*** Information provided ***
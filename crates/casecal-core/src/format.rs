//! Display formatting for occurrence lists.
//!
//! Produces the one-line labels the agenda ("upcoming events") list and the
//! day-detail panel render for each occurrence. Times are formatted as
//! given; callers convert to the viewer's timezone before formatting.

use std::borrow::Cow;

use serde::{Deserialize, Serialize};

use crate::event::Occurrence;

/// Time display preference.
#[derive(Debug, Clone, Copy, Default, PartialEq, Eq, Serialize, Deserialize)]
#[serde(rename_all = "snake_case")]
pub enum TimeFormat {
    /// 24-hour clock, e.g. `14:30`.
    #[default]
    TwentyFourHour,
    /// 12-hour clock, e.g. `2:30 PM`.
    TwelveHour,
}

/// Configuration options for occurrence formatting.
#[derive(Debug, Clone, Serialize, Deserialize)]
pub struct FormatOptions {
    /// Time display preference.
    pub time_format: TimeFormat,
    /// Maximum title length; longer titles are truncated with an ellipsis.
    pub max_title_length: Option<usize>,
    /// Whether to append the location.
    pub show_location: bool,
    /// Whether to append the participant count.
    pub show_participants: bool,
}

impl Default for FormatOptions {
    fn default() -> Self {
        Self {
            time_format: TimeFormat::default(),
            max_title_length: None,
            show_location: true,
            show_participants: true,
        }
    }
}

/// Truncates a string to at most `max` characters, appending an ellipsis.
///
/// The ellipsis counts toward the budget; `max == 0` yields an empty
/// string.
pub fn ellipsis(text: &str, max: usize) -> Cow<'_, str> {
    if text.chars().count() <= max {
        return Cow::Borrowed(text);
    }
    if max == 0 {
        return Cow::Borrowed("");
    }
    let kept: String = text.chars().take(max - 1).collect();
    Cow::Owned(format!("{kept}…"))
}

/// Formats occurrences into display lines.
#[derive(Debug, Clone, Default)]
pub struct OccurrenceFormatter {
    options: FormatOptions,
}

impl OccurrenceFormatter {
    /// Creates a formatter with the given options.
    pub fn new(options: FormatOptions) -> Self {
        Self { options }
    }

    /// Returns the time label: the span for timed occurrences, `all day`
    /// for all-day ones.
    pub fn time_label(&self, occurrence: &Occurrence) -> String {
        if occurrence.all_day {
            return "all day".to_string();
        }
        let pattern = match self.options.time_format {
            TimeFormat::TwentyFourHour => "%H:%M",
            TimeFormat::TwelveHour => "%-I:%M %p",
        };
        format!(
            "{}-{}",
            occurrence.start.format(pattern),
            occurrence.end.format(pattern)
        )
    }

    /// Returns the one-line agenda label for an occurrence.
    pub fn format_line(&self, occurrence: &Occurrence) -> String {
        let title = match self.options.max_title_length {
            Some(max) => ellipsis(&occurrence.title, max),
            None => Cow::Borrowed(occurrence.title.as_str()),
        };

        let mut line = format!(
            "[{}] {}  {}",
            occurrence.event_type.display_name(),
            self.time_label(occurrence),
            title
        );

        if self.options.show_location {
            if let Some(ref location) = occurrence.location {
                line.push_str(" @ ");
                line.push_str(location);
            }
        }

        if self.options.show_participants && occurrence.participant_count() > 0 {
            let count = occurrence.participant_count();
            let noun = if count == 1 {
                "participant"
            } else {
                "participants"
            };
            line.push_str(&format!(" ({count} {noun})"));
        }

        line
    }
}

#[cfg(test)]
mod tests {
    use super::*;
    use crate::event::{CalendarEvent, EventType};
    use chrono::{DateTime, TimeZone, Utc};

    fn utc(y: i32, m: u32, d: u32, h: u32, min: u32, s: u32) -> DateTime<Utc> {
        Utc.with_ymd_and_hms(y, m, d, h, min, s).unwrap()
    }

    fn sample_occurrence() -> Occurrence {
        let event = CalendarEvent::new(
            "evt-1",
            "Case review",
            utc(2024, 3, 5, 9, 0, 0),
            utc(2024, 3, 5, 10, 30, 0),
        )
        .with_event_type(EventType::Meeting)
        .with_location("Room 2")
        .with_participants(vec!["p-1".into(), "p-2".into(), "p-3".into()]);
        Occurrence::original(&event)
    }

    #[test]
    fn default_line() {
        let formatter = OccurrenceFormatter::default();
        insta::assert_snapshot!(
            formatter.format_line(&sample_occurrence()),
            @"[Meeting] 09:00-10:30  Case review @ Room 2 (3 participants)"
        );
    }

    #[test]
    fn twelve_hour_clock() {
        let formatter = OccurrenceFormatter::new(FormatOptions {
            time_format: TimeFormat::TwelveHour,
            ..Default::default()
        });
        insta::assert_snapshot!(
            formatter.time_label(&sample_occurrence()),
            @"9:00 AM-10:30 AM"
        );
    }

    #[test]
    fn all_day_suppresses_times() {
        let event = CalendarEvent::new(
            "evt-2",
            "School holiday",
            utc(2024, 3, 5, 0, 0, 0),
            utc(2024, 3, 5, 23, 59, 59),
        )
        .with_all_day(true)
        .with_event_type(EventType::Reminder);
        let formatter = OccurrenceFormatter::default();
        insta::assert_snapshot!(
            formatter.format_line(&Occurrence::original(&event)),
            @"[Reminder] all day  School holiday"
        );
    }

    #[test]
    fn single_participant_is_singular() {
        let event = CalendarEvent::new(
            "evt-3",
            "Tutoring",
            utc(2024, 3, 5, 16, 0, 0),
            utc(2024, 3, 5, 17, 0, 0),
        )
        .with_event_type(EventType::Appointment)
        .with_participants(vec!["p-9".into()]);
        let formatter = OccurrenceFormatter::default();
        insta::assert_snapshot!(
            formatter.format_line(&Occurrence::original(&event)),
            @"[Appointment] 16:00-17:00  Tutoring (1 participant)"
        );
    }

    #[test]
    fn location_and_participants_can_be_hidden() {
        let formatter = OccurrenceFormatter::new(FormatOptions {
            show_location: false,
            show_participants: false,
            ..Default::default()
        });
        insta::assert_snapshot!(
            formatter.format_line(&sample_occurrence()),
            @"[Meeting] 09:00-10:30  Case review"
        );
    }

    #[test]
    fn long_titles_are_truncated() {
        assert_eq!(ellipsis("short", 10), "short");
        assert_eq!(ellipsis("a very long event title", 10), "a very lo…");
        assert_eq!(ellipsis("abc", 1), "…");
        assert_eq!(ellipsis("abc", 0), "");
        assert_eq!(ellipsis("", 0), "");

        let formatter = OccurrenceFormatter::new(FormatOptions {
            max_title_length: Some(6),
            show_location: false,
            show_participants: false,
            ..Default::default()
        });
        let mut occurrence = sample_occurrence();
        occurrence.title = "Quarterly planning".into();
        insta::assert_snapshot!(
            formatter.format_line(&occurrence),
            @"[Meeting] 09:00-10:30  Quart…"
        );
    }
}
*** End of Information provided ***
● **Task brief**: Return all of the data word for word.

● **Exercise response**:
filename crates/casecal-core/src/format.rs
//! Display formatting for occurrence lists.
//!
//! Produces the one-line labels the agenda ("upcoming events") list and the
//! day-detail panel render for each occurrence. Times are formatted as
//! given; callers convert to the viewer's timezone before formatting.

use std::borrow::Cow;

use serde::{Deserialize, Serialize};

use crate::event::Occurrence;

/// Time display preference.
#[derive(Debug, Clone, Copy, Default, PartialEq, Eq, Serialize, Deserialize)]
#[serde(rename_all = "snake_case")]
pub enum TimeFormat {
    /// 24-hour clock, e.g. `14:30`.
    #[default]
    TwentyFourHour,
    /// 12-hour clock, e.g. `2:30 PM`.
    TwelveHour,
}

/// Configuration options for occurrence formatting.
#[derive(Debug, Clone, Serialize, Deserialize)]
pub struct FormatOptions {
    /// Time display preference.
    pub time_format: TimeFormat,
    /// Maximum title length; longer titles are truncated with an ellipsis.
    pub max_title_length: Option<usize>,
    /// Whether to append the location.
    pub show_location: bool,
    /// Whether to append the participant count.
    pub show_participants: bool,
}

impl Default for FormatOptions {
    fn default() -> Self {
        Self {
            time_format: TimeFormat::default(),
            max_title_length: None,
            show_location: true,
            show_participants: true,
        }
    }
}

/// Truncates a string to at most `max` characters, appending an ellipsis.
///
/// The ellipsis counts toward the budget; `max == 0` yields an empty
/// string.
pub fn ellipsis(text: &str, max: usize) -> Cow<'_, str> {
    if text.chars().count() <= max {
        return Cow::Borrowed(text);
    }
    if max == 0 {
        return Cow::Borrowed("");
    }
    let kept: String = text.chars().take(max - 1).collect();
    Cow::Owned(format!("{kept}…"))
}

/// Formats occurrences into display lines.
#[derive(Debug, Clone, Default)]
pub struct OccurrenceFormatter {
    options: FormatOptions,
}

impl OccurrenceFormatter {
    /// Creates a formatter with the given options.
    pub fn new(options: FormatOptions) -> Self {
        Self { options }
    }

    /// Returns the time label: the span for timed occurrences, `all day`
    /// for all-day ones.
    pub fn time_label(&self, occurrence: &Occurrence) -> String {
        if occurrence.all_day {
            return "all day".to_string();
        }
        let pattern = match self.options.time_format {
            TimeFormat::TwentyFourHour => "%H:%M",
            TimeFormat::TwelveHour => "%-I:%M %p",
        };
        format!(
            "{}-{}",
            occurrence.start.format(pattern),
            occurrence.end.format(pattern)
        )
    }

    /// Returns the one-line agenda label for an occurrence.
    pub fn format_line(&self, occurrence: &Occurrence) -> String {
        let title = match self.options.max_title_length {
            Some(max) => ellipsis(&occurrence.title, max),
            None => Cow::Borrowed(occurrence.title.as_str()),
        };

        let mut line = format!(
            "[{}] {}  {}",
            occurrence.event_type.display_name(),
            self.time_label(occurrence),
            title
        );

        if self.options.show_location {
            if let Some(ref location) = occurrence.location {
                line.push_str(" @ ");
                line.push_str(location);
            }
        }

        if self.options.show_participants && occurrence.participant_count() > 0 {
            let count = occurrence.participant_count();
            let noun = if count == 1 {
                "participant"
            } else {
                "participants"
            };
            line.push_str(&format!(" ({count} {noun})"));
        }

        line
    }
}

#[cfg(test)]
mod tests {
    use super::*;
    use crate::event::{CalendarEvent, EventType};
    use chrono::{DateTime, TimeZone, Utc};

    fn utc(y: i32, m: u32, d: u32, h: u32, min: u32, s: u32) -> DateTime<Utc> {
        Utc.with_ymd_and_hms(y, m, d, h, min, s).unwrap()
    }

    fn sample_occurrence() -> Occurrence {
        let event = CalendarEvent::new(
            "evt-1",
            "Case review",
            utc(2024, 3, 5, 9, 0, 0),
            utc(2024, 3, 5, 10, 30, 0),
        )
        .with_event_type(EventType::Meeting)
        .with_location("Room 2")
        .with_participants(vec!["p-1".into(), "p-2".into(), "p-3".into()]);
        Occurrence::original(&event)
    }

    #[test]
    fn default_line() {
        let formatter = OccurrenceFormatter::default();
        insta::assert_snapshot!(
            formatter.format_line(&sample_occurrence()),
            @"[Meeting] 09:00-10:30  Case review @ Room 2 (3 participants)"
        );
    }

    #[test]
    fn twelve_hour_clock() {
        let formatter = OccurrenceFormatter::new(FormatOptions {
            time_format: TimeFormat::TwelveHour,
            ..Default::default()
        });
        insta::assert_snapshot!(
            formatter.time_label(&sample_occurrence()),
            @"9:00 AM-10:30 AM"
        );
    }

    #[test]
    fn all_day_suppresses_times() {
        let event = CalendarEvent::new(
            "evt-2",
            "School holiday",
            utc(2024, 3, 5, 0, 0, 0),
            utc(2024, 3, 5, 23, 59, 59),
        )
        .with_all_day(true)
        .with_event_type(EventType::Reminder);
        let formatter = OccurrenceFormatter::default();
        insta::assert_snapshot!(
            formatter.format_line(&Occurrence::original(&event)),
            @"[Reminder] all day  School holiday"
        );
    }

    #[test]
    fn single_participant_is_singular() {
        let event = CalendarEvent::new(
            "evt-3",
            "Tutoring",
            utc(2024, 3, 5, 16, 0, 0),
            utc(2024, 3, 5, 17, 0, 0),
        )
        .with_event_type(EventType::Appointment)
        .with_participants(vec!["p-9".into()]);
        let formatter = OccurrenceFormatter::default();
        insta::assert_snapshot!(
            formatter.format_line(&Occurrence::original(&event)),
            @"[Appointment] 16:00-17:00  Tutoring (1 participant)"
        );
    }

    #[test]
    fn location_and_participants_can_be_hidden() {
        let formatter = OccurrenceFormatter::new(FormatOptions {
            show_location: false,
            show_participants: false,
            ..Default::default()
        });
        insta::assert_snapshot!(
            formatter.format_line(&sample_occurrence()),
            @"[Meeting] 09:00-10:30  Case review"
        );
    }

    #[test]
    fn long_titles_are_truncated() {
        assert_eq!(ellipsis("short", 10), "short");
        assert_eq!(ellipsis("a very long event title", 10), "a very lo…");
        assert_eq!(ellipsis("abc", 1), "…");
        assert_eq!(ellipsis("abc", 0), "");
        assert_eq!(ellipsis("", 0), "");

        let formatter = OccurrenceFormatter::new(FormatOptions {
            max_title_length: Some(6),
            show_location: false,
            show_participants: false,
            ..Default::default()
        });
        let mut occurrence = sample_occurrence();
        occurrence.title = "Quarterly planning".into();
        insta::assert_snapshot!(
            formatter.format_line(&occurrence),
            @"[Meeting] 09:00-10:30  Quart…"
        );
    }
}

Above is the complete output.